Task brief :: From the data below, return the exact lines starting at the line containing "impl ZoneProviderFactory for" and ending at the line containing "is not handled", both included, and nothing else.

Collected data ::
==========

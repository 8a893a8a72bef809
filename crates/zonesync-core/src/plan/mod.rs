//! Diff engine and plans
//!
//! A [`Plan`] is the ordered list of [`Change`]s that turns the existing
//! zone into the desired one.
//!
//! ## Ordering
//!
//! Changes are always ordered Creates → Updates → Deletes. Within a group
//! the order is the zone's (name, type) order, so plans are deterministic.
//! [`Plan::new`] re-sorts (stably) whatever it is handed, so a plan built
//! from an externally computed change list still honors the ordering.

use std::fmt;

use crate::model::{Record, Zone};

/// A single create/update/delete of one canonical record
#[derive(Debug, Clone, PartialEq, Eq)]
pub enum Change {
    /// Record present in desired, absent in existing
    Create(Record),
    /// Same (name, type) on both sides with different ttl or values
    Update {
        /// Record as it exists on the provider
        existing: Record,
        /// Record as it should become
        new: Record,
    },
    /// Record present in existing, absent in desired
    Delete(Record),
}

impl Change {
    /// The record this change leaves behind (or removes, for deletes)
    pub fn record(&self) -> &Record {
        match self {
            Change::Create(new) | Change::Update { new, .. } => new,
            Change::Delete(existing) => existing,
        }
    }

    /// The record currently on the provider, if any
    pub fn existing(&self) -> Option<&Record> {
        match self {
            Change::Create(_) => None,
            Change::Update { existing, .. } | Change::Delete(existing) => Some(existing),
        }
    }

    /// Short name of the change kind
    pub fn kind(&self) -> &'static str {
        match self {
            Change::Create(_) => "Create",
            Change::Update { .. } => "Update",
            Change::Delete(_) => "Delete",
        }
    }

    fn rank(&self) -> u8 {
        match self {
            Change::Create(_) => 0,
            Change::Update { .. } => 1,
            Change::Delete(_) => 2,
        }
    }
}

impl fmt::Display for Change {
    fn fmt(&self, f: &mut fmt::Formatter<'_>) -> fmt::Result {
        match self {
            Change::Create(new) => write!(f, "Create {}", new),
            Change::Update { existing, new } => write!(f, "Update {} -> {}", existing, new),
            Change::Delete(existing) => write!(f, "Delete {}", existing),
        }
    }
}

/// Compute the changes that turn `existing` into `desired`
///
/// Identity is (name, type); a record present on both sides becomes an
/// Update only when its ttl or values differ.
pub fn diff(existing: &Zone, desired: &Zone) -> Vec<Change> {
    let mut creates = Vec::new();
    let mut updates = Vec::new();
    let mut deletes = Vec::new();

    for new in desired.records() {
        match existing.get(new.name(), new.record_type()) {
            Some(current) if current == new => {}
            Some(current) => updates.push(Change::Update {
                existing: current.clone(),
                new: new.clone(),
            }),
            None => creates.push(Change::Create(new.clone())),
        }
    }

    for current in existing.records() {
        if desired.get(current.name(), current.record_type()).is_none() {
            deletes.push(Change::Delete(current.clone()));
        }
    }

    creates.extend(updates);
    creates.extend(deletes);
    creates
}

/// Ordered changes between an existing and a desired zone
#[derive(Debug, Clone)]
pub struct Plan {
    existing: Zone,
    desired: Zone,
    changes: Vec<Change>,
    exists: bool,
}

impl Plan {
    /// Build a plan from an already computed change list
    ///
    /// # Parameters
    ///
    /// - `existing`: Zone as populated from the provider
    /// - `desired`: Zone the provider should converge to
    /// - `changes`: Changes, re-sorted stably into Creates → Updates → Deletes
    /// - `exists`: Whether populate found the zone on the provider
    pub fn new(existing: Zone, desired: Zone, mut changes: Vec<Change>, exists: bool) -> Self {
        changes.sort_by_key(Change::rank);
        Self {
            existing,
            desired,
            changes,
            exists,
        }
    }

    /// Diff `existing` against `desired` and wrap the result
    pub fn between(existing: Zone, desired: Zone, exists: bool) -> Self {
        let changes = diff(&existing, &desired);
        Self::new(existing, desired, changes, exists)
    }

    pub fn changes(&self) -> &[Change] {
        &self.changes
    }

    pub fn existing(&self) -> &Zone {
        &self.existing
    }

    pub fn desired(&self) -> &Zone {
        &self.desired
    }

    /// Fully-qualified name of the zone being changed
    pub fn zone_name(&self) -> &str {
        self.desired.name()
    }

    /// Whether the zone was found on the provider when planning
    pub fn exists(&self) -> bool {
        self.exists
    }

    pub fn len(&self) -> usize {
        self.changes.len()
    }

    pub fn is_empty(&self) -> bool {
        self.changes.is_empty()
    }
}

#[cfg(test)]
mod tests {
    use super::*;
    use crate::model::RecordData;
    use std::net::Ipv4Addr;

    fn a(name: &str, ttl: u32, last: u8) -> Record {
        Record::new(name, ttl, RecordData::A(vec![Ipv4Addr::new(1, 2, 3, last)])).unwrap()
    }

    fn zone(records: Vec<Record>) -> Zone {
        Zone::with_records("unit.tests.", records).unwrap()
    }

    #[test]
    fn test_identical_zones_produce_no_changes() {
        let current = zone(vec![a("", 300, 4), a("www", 300, 5)]);
        assert!(diff(&current, &current).is_empty());
        assert!(Plan::between(current.clone(), current, true).is_empty());
    }

    #[test]
    fn test_create_update_delete_classification() {
        let existing = zone(vec![a("keep", 300, 1), a("ttl", 600, 2), a("gone", 300, 3)]);
        let desired = zone(vec![a("keep", 300, 1), a("ttl", 300, 2), a("new", 300, 4)]);

        let changes = diff(&existing, &desired);
        assert_eq!(changes.len(), 3);
        assert_eq!(changes[0], Change::Create(a("new", 300, 4)));
        assert_eq!(
            changes[1],
            Change::Update {
                existing: a("ttl", 600, 2),
                new: a("ttl", 300, 2),
            }
        );
        assert_eq!(changes[2], Change::Delete(a("gone", 300, 3)));
    }

    #[test]
    fn test_plan_reorders_external_change_lists() {
        let changes = vec![
            Change::Delete(a("d", 300, 1)),
            Change::Update {
                existing: a("u", 600, 1),
                new: a("u", 300, 1),
            },
            Change::Create(a("c2", 300, 1)),
            Change::Create(a("c1", 300, 1)),
        ];
        let plan = Plan::new(zone(vec![]), zone(vec![]), changes, false);
        let kinds: Vec<_> = plan.changes().iter().map(Change::kind).collect();
        assert_eq!(kinds, vec!["Create", "Create", "Update", "Delete"]);
        // Stable within a group
        assert_eq!(plan.changes()[0].record().name(), "c2");
        assert!(!plan.exists());
    }

    #[test]
    fn test_change_accessors() {
        let update = Change::Update {
            existing: a("x", 600, 1),
            new: a("x", 300, 1),
        };
        assert_eq!(update.record().ttl(), 300);
        assert_eq!(update.existing().map(Record::ttl), Some(600));
        assert!(Change::Create(a("x", 1, 1)).existing().is_none());
        assert!(update.to_string().starts_with("Update x A"));
    }
}
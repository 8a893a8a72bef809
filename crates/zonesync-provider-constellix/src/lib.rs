// # Constellix DNS Provider
//
// This crate provides the Constellix DNS provider for zonesync.
//
// ## Components
//
// - `client`: Signed, paced HTTP transport with a single retry on locked resources
// - `cache`: Domain ID and record listing cache owned by the provider instance
// - `native`: Constellix v1 wire shapes
// - `translate`: Canonical record ↔ native record translation
// - `provider`: Populate (native → Zone) and apply (Plan → API calls)
//
// ## Security Requirements
//
// - API key and secret NEVER appear in logs or `Debug` output
// - Provider MUST fail fast if either credential is empty
//
// ## API Reference
//
// - Constellix DNS API v1: https://api-docs.constellix.com/
// - List domains: GET `/domains`
// - List records: GET `/domains/:id/records`
// - Create record: POST `/domains/:id/records/:type`
// - Delete record: DELETE `/domains/:id/records/:type/:record_id`

pub mod cache;
pub mod client;
pub mod native;
pub mod provider;
pub mod translate;

pub use cache::ZoneCache;
pub use client::{ConstellixClient, PRODUCTION_API_ROOT, RetryPolicy, SANDBOX_API_ROOT};
pub use native::{DomainTemplate, NativeType, SoaTemplate};
pub use provider::ConstellixProvider;

use zonesync_core::config::ProviderConfig;
use zonesync_core::traits::{ZoneProvider, ZoneProviderFactory};
use zonesync_core::{Error, Result};

/// Factory for creating Constellix providers
pub struct ConstellixFactory;

impl ZoneProviderFactory for ConstellixFactory {
    fn create(&self, config: &ProviderConfig) -> Result<Box<dyn ZoneProvider>> {
        match config {
            ProviderConfig::Constellix { .. } => {
                Ok(Box::new(ConstellixProvider::from_config(config)?))
            }
            _ => Err(Error::config("Invalid config type for Constellix provider")),
        }
    }
}

/// Register the Constellix provider with a registry
///
/// # Example
///
/// ```rust,ignore
/// use zonesync_core::ProviderRegistry;
///
/// let registry = ProviderRegistry::new();
/// zonesync_provider_constellix::register(&registry);
/// ```
pub fn register(registry: &zonesync_core::ProviderRegistry) {
    registry.register_provider("constellix", Box::new(ConstellixFactory));
}
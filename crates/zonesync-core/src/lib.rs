// # zonesync-core
//
// Core library for converging DNS zones onto hosting providers.
//
// ## Architecture Overview
//
// This library provides the provider-neutral half of zone synchronization:
// - **Zone / Record**: Canonical model, unique per (name, type)
// - **Plan / Change**: Diff engine producing Creates → Updates → Deletes
// - **ZoneProvider**: Trait for reading and writing a zone on a provider
// - **SyncEngine**: Orchestrates populate → diff → apply
// - **ProviderRegistry**: Plugin-based registry for providers
//
// ## Design Principles
//
// 1. **Separation of Concerns**: Provider wire formats live in provider crates
// 2. **Closed Types**: Record types are an enum; adding one is a compile error
//    everywhere it is not handled
// 3. **Plugin-Based**: Providers are registered dynamically, no hard-coded if-else
// 4. **Library-First**: All core functionality can be used as a library
// 5. **Idempotency**: Diffing a zone against itself yields an empty plan

pub mod config;
pub mod engine;
pub mod error;
pub mod model;
pub mod plan;
pub mod registry;
pub mod traits;

// Re-export core types for convenience
pub use config::{EngineConfig, ProviderConfig, RecordPolicy, SyncConfig};
pub use engine::{SyncEngine, SyncReport};
pub use error::{Error, Lookup, Result};
pub use model::{CaaValue, MxValue, NaptrValue, Record, RecordData, RecordType, SrvValue, Zone};
pub use plan::{Change, Plan, diff};
pub use registry::ProviderRegistry;
pub use traits::{ZoneProvider, ZoneProviderFactory};
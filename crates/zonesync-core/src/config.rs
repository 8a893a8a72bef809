//! Configuration types for zone synchronization
//!
//! This module defines all configuration structures used throughout the workspace.

use serde::{Deserialize, Serialize};

use crate::model::{Record, RecordType};

/// Main configuration
#[derive(Debug, Clone, Default, Serialize, Deserialize)]
pub struct SyncConfig {
    /// DNS provider configuration
    pub provider: ProviderConfig,

    /// Optional engine settings
    #[serde(default)]
    pub engine: EngineConfig,
}

impl SyncConfig {
    /// Validate the configuration
    pub fn validate(&self) -> Result<(), crate::Error> {
        self.provider.validate()
    }
}

/// DNS provider configuration
#[derive(Clone, Serialize, Deserialize)]
#[serde(tag = "type", rename_all = "snake_case")]
pub enum ProviderConfig {
    /// Constellix DNS (REST API v1)
    Constellix {
        /// API key, sent with every request
        api_key: String,
        /// Secret used to sign the request timestamp
        secret_key: String,
        /// Use the sandbox API root instead of production
        #[serde(default)]
        sandbox: bool,
        /// Minimum spacing between requests and delay before a lock retry
        #[serde(default)]
        ratelimit_delay_ms: u64,
        /// Attempts per request when the provider reports a locked resource
        #[serde(default = "default_max_attempts")]
        max_attempts: u32,
        /// Issue PUT for single-record updates instead of delete + create
        #[serde(default)]
        in_place_updates: bool,
        /// Nameserver group assigned to domains created on first apply
        #[serde(default = "default_nameserver_group")]
        nameserver_group: u32,
        /// Administrative record policy
        #[serde(default)]
        policy: RecordPolicy,
    },

    /// Custom provider
    Custom {
        /// Factory name to use
        factory: String,
        /// Custom configuration data
        config: serde_json::Value,
    },
}

// Secrets never reach logs
impl std::fmt::Debug for ProviderConfig {
    fn fmt(&self, f: &mut std::fmt::Formatter<'_>) -> std::fmt::Result {
        match self {
            ProviderConfig::Constellix {
                sandbox,
                ratelimit_delay_ms,
                max_attempts,
                in_place_updates,
                nameserver_group,
                policy,
                ..
            } => f
                .debug_struct("Constellix")
                .field("api_key", &"<REDACTED>")
                .field("secret_key", &"<REDACTED>")
                .field("sandbox", sandbox)
                .field("ratelimit_delay_ms", ratelimit_delay_ms)
                .field("max_attempts", max_attempts)
                .field("in_place_updates", in_place_updates)
                .field("nameserver_group", nameserver_group)
                .field("policy", policy)
                .finish(),
            ProviderConfig::Custom { factory, config } => f
                .debug_struct("Custom")
                .field("factory", factory)
                .field("config", config)
                .finish(),
        }
    }
}

impl ProviderConfig {
    /// Constellix configuration with defaults for everything but credentials
    pub fn constellix(api_key: impl Into<String>, secret_key: impl Into<String>) -> Self {
        ProviderConfig::Constellix {
            api_key: api_key.into(),
            secret_key: secret_key.into(),
            sandbox: false,
            ratelimit_delay_ms: 0,
            max_attempts: default_max_attempts(),
            in_place_updates: false,
            nameserver_group: default_nameserver_group(),
            policy: RecordPolicy::default(),
        }
    }

    /// Validate the provider configuration
    pub fn validate(&self) -> Result<(), crate::Error> {
        match self {
            ProviderConfig::Constellix {
                api_key,
                secret_key,
                max_attempts,
                nameserver_group,
                ..
            } => {
                if api_key.is_empty() {
                    return Err(crate::Error::config("Constellix API key cannot be empty"));
                }
                if secret_key.is_empty() {
                    return Err(crate::Error::config("Constellix secret key cannot be empty"));
                }
                if *max_attempts == 0 {
                    return Err(crate::Error::config("max_attempts must be at least 1"));
                }
                if *nameserver_group == 0 {
                    return Err(crate::Error::config("nameserver_group must be at least 1"));
                }
                Ok(())
            }
            ProviderConfig::Custom { factory, config } => {
                if factory.is_empty() {
                    return Err(crate::Error::config(
                        "Custom provider factory cannot be empty",
                    ));
                }
                if config.is_null() {
                    return Err(crate::Error::config(
                        "Custom provider config cannot be null",
                    ));
                }
                Ok(())
            }
        }
    }

    /// Get the provider type name
    pub fn type_name(&self) -> &str {
        match self {
            ProviderConfig::Constellix { .. } => "constellix",
            ProviderConfig::Custom { factory, .. } => factory,
        }
    }
}

impl Default for ProviderConfig {
    fn default() -> Self {
        ProviderConfig::constellix(String::new(), String::new())
    }
}

/// Which records are administratively out of reach
///
/// The apex NS set is owned by the provider unless `manage_root_ns` is set.
#[derive(Debug, Clone, Default, PartialEq, Eq, Serialize, Deserialize)]
pub struct RecordPolicy {
    /// Treat the apex NS record as user-manageable
    #[serde(default)]
    pub manage_root_ns: bool,

    /// Types never populated nor planned
    #[serde(default)]
    pub excluded_types: Vec<RecordType>,
}

impl RecordPolicy {
    /// Whether a record with this name and type may be managed
    pub fn allows(&self, name: &str, record_type: RecordType) -> bool {
        if self.excluded_types.contains(&record_type) {
            return false;
        }
        !(name.is_empty() && record_type == RecordType::Ns && !self.manage_root_ns)
    }

    /// [`RecordPolicy::allows`] for an existing record
    pub fn allows_record(&self, record: &Record) -> bool {
        self.allows(record.name(), record.record_type())
    }
}

/// Engine configuration
#[derive(Debug, Clone, Default, Serialize, Deserialize)]
pub struct EngineConfig {
    /// Compute and log plans without applying them
    #[serde(default)]
    pub dry_run: bool,
}

fn default_max_attempts() -> u32 {
    2
}

fn default_nameserver_group() -> u32 {
    1
}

==========

Answer section ::
impl ZoneProviderFactory for ConstellixFactory {
    fn create(&self, config: &ProviderConfig) -> Result<Box<dyn ZoneProvider>> {
        match config {
            ProviderConfig::Constellix { .. } => {
                Ok(Box::new(ConstellixProvider::from_config(config)?))
            }
            _ => Err(Error::config("Invalid config type for Constellix provider")),
        }
    }
}

/// Register the Constellix provider with a registry
///
/// # Example
///
/// ```rust,ignore
/// use zonesync_core::ProviderRegistry;
///
/// let registry = ProviderRegistry::new();
/// zonesync_provider_constellix::register(&registry);
/// ```
pub fn register(registry: &zonesync_core::ProviderRegistry) {
    registry.register_provider("constellix", Box::new(ConstellixFactory));
}
filename crates/zonesync-core/src/lib.rs
// # zonesync-core
//
// Core library for converging DNS zones onto hosting providers.
//
// ## Architecture Overview
//
// This library provides the provider-neutral half of zone synchronization:
// - **Zone / Record**: Canonical model, unique per (name, type)
// - **Plan / Change**: Diff engine producing Creates → Updates → Deletes
// - **ZoneProvider**: Trait for reading and writing a zone on a provider
// - **SyncEngine**: Orchestrates populate → diff → apply
// - **ProviderRegistry**: Plugin-based registry for providers
//
// ## Design Principles
//
// 1. **Separation of Concerns**: Provider wire formats live in provider crates
// 2. **Closed Types**: Record types are an enum; adding one is a compile error
//    everywhere it is not handled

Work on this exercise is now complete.